//! Snapshot storage backends.

use crate::error::SnapshotResult;
use crate::record::SnapshotRecord;
use async_trait::async_trait;
use conductor_types::SnapshotId;
use dashmap::DashMap;

/// Where snapshot records are kept.
///
/// Stores are dumb: expiry is the manager's concern.
#[async_trait]
pub trait SnapshotStore: Send + Sync {
    /// Insert or replace a record.
    async fn put(&self, record: &SnapshotRecord) -> SnapshotResult<()>;

    async fn get(&self, id: &SnapshotId) -> SnapshotResult<Option<SnapshotRecord>>;

    /// Every record, expired ones included.
    async fn list(&self) -> SnapshotResult<Vec<SnapshotRecord>>;

    /// Returns whether a record was removed.
    async fn delete(&self, id: &SnapshotId) -> SnapshotResult<bool>;
}

/// In-memory store for development and testing.
#[derive(Default)]
pub struct InMemorySnapshotStore {
    records: DashMap<SnapshotId, SnapshotRecord>,
}

impl InMemorySnapshotStore {
    pub fn new() -> Self {
        Self::default()
    }

    pub fn len(&self) -> usize {
        self.records.len()
    }

    pub fn is_empty(&self) -> bool {
        self.records.is_empty()
    }
}

#[async_trait]
impl SnapshotStore for InMemorySnapshotStore {
    async fn put(&self, record: &SnapshotRecord) -> SnapshotResult<()> {
        self.records.insert(record.id.clone(), record.clone());
        Ok(())
    }

    async fn get(&self, id: &SnapshotId) -> SnapshotResult<Option<SnapshotRecord>> {
        Ok(self.records.get(id).map(|r| r.clone()))
    }

    async fn list(&self) -> SnapshotResult<Vec<SnapshotRecord>> {
        Ok(self.records.iter().map(|r| r.value().clone()).collect())
    }

    async fn delete(&self, id: &SnapshotId) -> SnapshotResult<bool> {
        Ok(self.records.remove(id).is_some())
    }
}
//! Lifecycle states of a task

use serde::{Deserialize, Serialize};
use std::str::FromStr;

/// Top-level task-progress state, owned exclusively by the engine.
#[derive(Clone, Copy, Debug, PartialEq, Eq, Hash, PartialOrd, Ord, Serialize, Deserialize)]
#[serde(rename_all = "SCREAMING_SNAKE_CASE")]
pub enum LifecycleState {
    Init,
    ContextBuild,
    PlanGeneration,
    PlanCheck,
    ExecutionPrepare,
    StepExecution,
    StepReview,
    GlobalReview,
    Replan,
    WaitHuman,
    Rollback,
    Completed,
    Failed,
}

impl LifecycleState {
    pub const ALL: [LifecycleState; 13] = [
        LifecycleState::Init,
        LifecycleState::ContextBuild,
        LifecycleState::PlanGeneration,
        LifecycleState::PlanCheck,
        LifecycleState::ExecutionPrepare,
        LifecycleState::StepExecution,
        LifecycleState::StepReview,
        LifecycleState::GlobalReview,
        LifecycleState::Replan,
        LifecycleState::WaitHuman,
        LifecycleState::Rollback,
        LifecycleState::Completed,
        LifecycleState::Failed,
    ];

    pub fn is_terminal(&self) -> bool {
        matches!(self, LifecycleState::Completed | LifecycleState::Failed)
    }

    /// Whether the drive loop should stop and hand control back to the caller.
    pub fn is_suspended(&self) -> bool {
        self.is_terminal() || *self == LifecycleState::WaitHuman
    }

    pub fn as_str(&self) -> &'static str {
        match self {
            LifecycleState::Init => "INIT",
            LifecycleState::ContextBuild => "CONTEXT_BUILD",
            LifecycleState::PlanGeneration => "PLAN_GENERATION",
            LifecycleState::PlanCheck => "PLAN_CHECK",
            LifecycleState::ExecutionPrepare => "EXECUTION_PREPARE",
            LifecycleState::StepExecution => "STEP_EXECUTION",
            LifecycleState::StepReview => "STEP_REVIEW",
            LifecycleState::GlobalReview => "GLOBAL_REVIEW",
            LifecycleState::Replan => "REPLAN",
            LifecycleState::WaitHuman => "WAIT_HUMAN",
            LifecycleState::Rollback => "ROLLBACK",
            LifecycleState::Completed => "COMPLETED",
            LifecycleState::Failed => "FAILED",
        }
    }
}

impl std::fmt::Display for LifecycleState {
    fn fmt(&self, f: &mut std::fmt::Formatter<'_>) -> std::fmt::Result {
        f.write_str(self.as_str())
    }
}

/// Snapshot labels carry the state to resume into, so they parse back.
impl FromStr for LifecycleState {
    type Err = String;

    fn from_str(s: &str) -> Result<Self, Self::Err> {
        LifecycleState::ALL
            .iter()
            .copied()
            .find(|state| state.as_str() == s)
            .ok_or_else(|| format!("unknown lifecycle state: {}", s))
    }
}

#[cfg(test)]
mod tests {
    use super::*;

    #[test]
    fn labels_round_trip_through_from_str() {
        for state in LifecycleState::ALL {
            assert_eq!(state.as_str().parse::<LifecycleState>().unwrap(), state);
        }
        assert!("NOT_A_STATE".parse::<LifecycleState>().is_err());
    }

    #[test]
    fn serde_matches_display() {
        let json = serde_json::to_string(&LifecycleState::StepExecution).unwrap();
        assert_eq!(json, "\"STEP_EXECUTION\"");
    }

    #[test]
    fn terminal_and_suspended() {
        assert!(LifecycleState::Completed.is_terminal());
        assert!(LifecycleState::Failed.is_terminal());
        assert!(!LifecycleState::WaitHuman.is_terminal());
        assert!(LifecycleState::WaitHuman.is_suspended());
        assert!(!LifecycleState::Rollback.is_suspended());
    }
}
//! Snapshot maintenance commands

use clap::Subcommand;
use conductor_snapshot::{JsonFileSnapshotStore, SnapshotManager};
use conductor_types::SnapshotId;
use std::sync::Arc;

/// Snapshot subcommands
#[derive(Subcommand)]
pub enum SnapshotCommands {
    /// List live snapshots, oldest first
    List,

    /// Delete one snapshot
    Delete {
        /// Snapshot ID
        id: String,
    },

    /// Delete every expired snapshot
    Prune,
}

pub async fn execute(command: SnapshotCommands, dir: &str) -> anyhow::Result<()> {
    let store = JsonFileSnapshotStore::open(dir).await?;
    let manager = SnapshotManager::new(Arc::new(store));

    match command {
        SnapshotCommands::List => {
            let snapshots = manager.list_snapshots().await?;
            if snapshots.is_empty() {
                println!("No snapshots in {}", dir);
            }
            for s in snapshots {
                println!(
                    "{}  {:<18} created {}  expires {}",
                    s.id,
                    s.label,
                    s.timestamp.to_rfc3339(),
                    s.expires_at.to_rfc3339()
                );
            }
            Ok(())
        }

        SnapshotCommands::Delete { id } => {
            if manager.delete_snapshot(&SnapshotId::new(&id)).await? {
                println!("Deleted snapshot {}", id);
                Ok(())
            } else {
                anyhow::bail!("snapshot not found: {}", id)
            }
        }

        SnapshotCommands::Prune => {
            let removed = manager.prune_expired().await?;
            println!("Pruned {} expired snapshot(s)", removed);
            Ok(())
        }
    }
}
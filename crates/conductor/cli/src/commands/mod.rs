//! CLI command implementations

pub mod run;
pub mod snapshots;
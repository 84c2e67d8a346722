//! Error types for conductor-engine.
//!
//! Only caller misuse surfaces here. Task failures end up in the
//! returned `EngineResult` instead.

use conductor_registry::RegistryError;
use conductor_snapshot::SnapshotError;
use conductor_types::{LifecycleState, RollbackScope};
use thiserror::Error;

#[derive(Debug, Error)]
pub enum EngineError {
    /// An agent with this name is already registered.
    #[error("agent already registered: {0}")]
    DuplicateName(String),

    /// The operation is not valid in the current lifecycle state.
    #[error("invalid state: expected {expected}, found {actual}")]
    InvalidState {
        expected: LifecycleState,
        actual: LifecycleState,
    },

    /// No snapshot exists for the requested rollback scope.
    #[error("no snapshot available for {0} rollback")]
    NoSnapshot(RollbackScope),

    #[error("engine has not been started")]
    NotStarted,

    #[error("registry error: {0}")]
    Registry(RegistryError),

    #[error("snapshot error: {0}")]
    Snapshot(#[from] SnapshotError),

    #[error("configuration error: {0}")]
    Config(#[from] config::ConfigError),
}

pub type Result<T> = std::result::Result<T, EngineError>;
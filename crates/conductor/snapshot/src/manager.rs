//! Snapshot manager: TTL-aware create, restore and maintenance.

use crate::error::{SnapshotError, SnapshotResult};
use crate::record::{SnapshotRecord, SnapshotSummary};
use crate::store::SnapshotStore;
use chrono::Utc;
use conductor_types::{ExecutionContext, SnapshotId};
use std::sync::Arc;
use std::time::Duration;
use tracing::{debug, info, instrument};

/// Default snapshot lifetime: 24 hours.
pub const DEFAULT_SNAPSHOT_TTL: Duration = Duration::from_secs(24 * 60 * 60);

/// Creates and restores execution-context snapshots.
#[derive(Clone)]
pub struct SnapshotManager {
    store: Arc<dyn SnapshotStore>,
    ttl: Duration,
}

impl SnapshotManager {
    pub fn new(store: Arc<dyn SnapshotStore>) -> Self {
        Self {
            store,
            ttl: DEFAULT_SNAPSHOT_TTL,
        }
    }

    pub fn with_ttl(mut self, ttl: Duration) -> Self {
        self.ttl = ttl;
        self
    }

    pub fn ttl(&self) -> Duration {
        self.ttl
    }

    pub fn store(&self) -> &Arc<dyn SnapshotStore> {
        &self.store
    }

    /// Persist a copy of `ctx` under a fresh id.
    #[instrument(skip(self, ctx), fields(label = %label.as_ref()))]
    pub async fn create_snapshot(
        &self,
        ctx: &ExecutionContext,
        label: impl AsRef<str>,
    ) -> SnapshotResult<SnapshotId> {
        let now = Utc::now();
        let ttl = chrono::Duration::from_std(self.ttl).unwrap_or_else(|_| chrono::Duration::hours(24));
        let record = SnapshotRecord {
            id: SnapshotId::generate(),
            label: label.as_ref().to_string(),
            timestamp: now,
            execution_context: ctx.clone(),
            expires_at: now + ttl,
        };
        self.store.put(&record).await?;

        debug!(snapshot_id = %record.id, "Snapshot created");
        Ok(record.id)
    }

    /// Load a live record. Fails with NotFound or Expired.
    pub async fn fetch(&self, id: &SnapshotId) -> SnapshotResult<SnapshotRecord> {
        let record = self
            .store
            .get(id)
            .await?
            .ok_or_else(|| SnapshotError::NotFound(id.clone()))?;

        if record.is_expired_at(Utc::now()) {
            return Err(SnapshotError::Expired {
                id: id.clone(),
                expired_at: record.expires_at,
            });
        }
        Ok(record)
    }

    /// The captured context, equal in value to what was snapshotted.
    pub async fn restore_snapshot(&self, id: &SnapshotId) -> SnapshotResult<ExecutionContext> {
        let record = self.fetch(id).await?;
        info!(snapshot_id = %id, label = %record.label, "Snapshot restored");
        Ok(record.execution_context)
    }

    /// Non-expired snapshots, oldest first.
    pub async fn list_snapshots(&self) -> SnapshotResult<Vec<SnapshotSummary>> {
        let now = Utc::now();
        let mut summaries: Vec<SnapshotSummary> = self
            .store
            .list()
            .await?
            .iter()
            .filter(|r| !r.is_expired_at(now))
            .map(SnapshotRecord::summary)
            .collect();
        summaries.sort_by(|a, b| a.timestamp.cmp(&b.timestamp).then_with(|| a.id.cmp(&b.id)));
        Ok(summaries)
    }

    pub async fn delete_snapshot(&self, id: &SnapshotId) -> SnapshotResult<bool> {
        let deleted = self.store.delete(id).await?;
        if deleted {
            debug!(snapshot_id = %id, "Snapshot deleted");
        }
        Ok(deleted)
    }

    /// Delete every expired snapshot; returns how many were removed.
    pub async fn prune_expired(&self) -> SnapshotResult<usize> {
        let now = Utc::now();
        let mut removed = 0;
        for record in self.store.list().await? {
            if record.is_expired_at(now) && self.store.delete(&record.id).await? {
                removed += 1;
            }
        }
        if removed > 0 {
            info!(removed, "Expired snapshots pruned");
        }
        Ok(removed)
    }
}

impl std::fmt::Debug for SnapshotManager {
    fn fmt(&self, f: &mut std::fmt::Formatter<'_>) -> std::fmt::Result {
        f.debug_struct("SnapshotManager")
            .field("ttl", &self.ttl)
            .finish_non_exhaustive()
    }
}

________________________

ASSIGNMENT: In the entries above, identify each line that includes the string "enum", then copy it.

RESPONSE TO THIS EXERCISE:
pub enum LifecycleState {
pub enum SnapshotCommands {
pub enum EngineError {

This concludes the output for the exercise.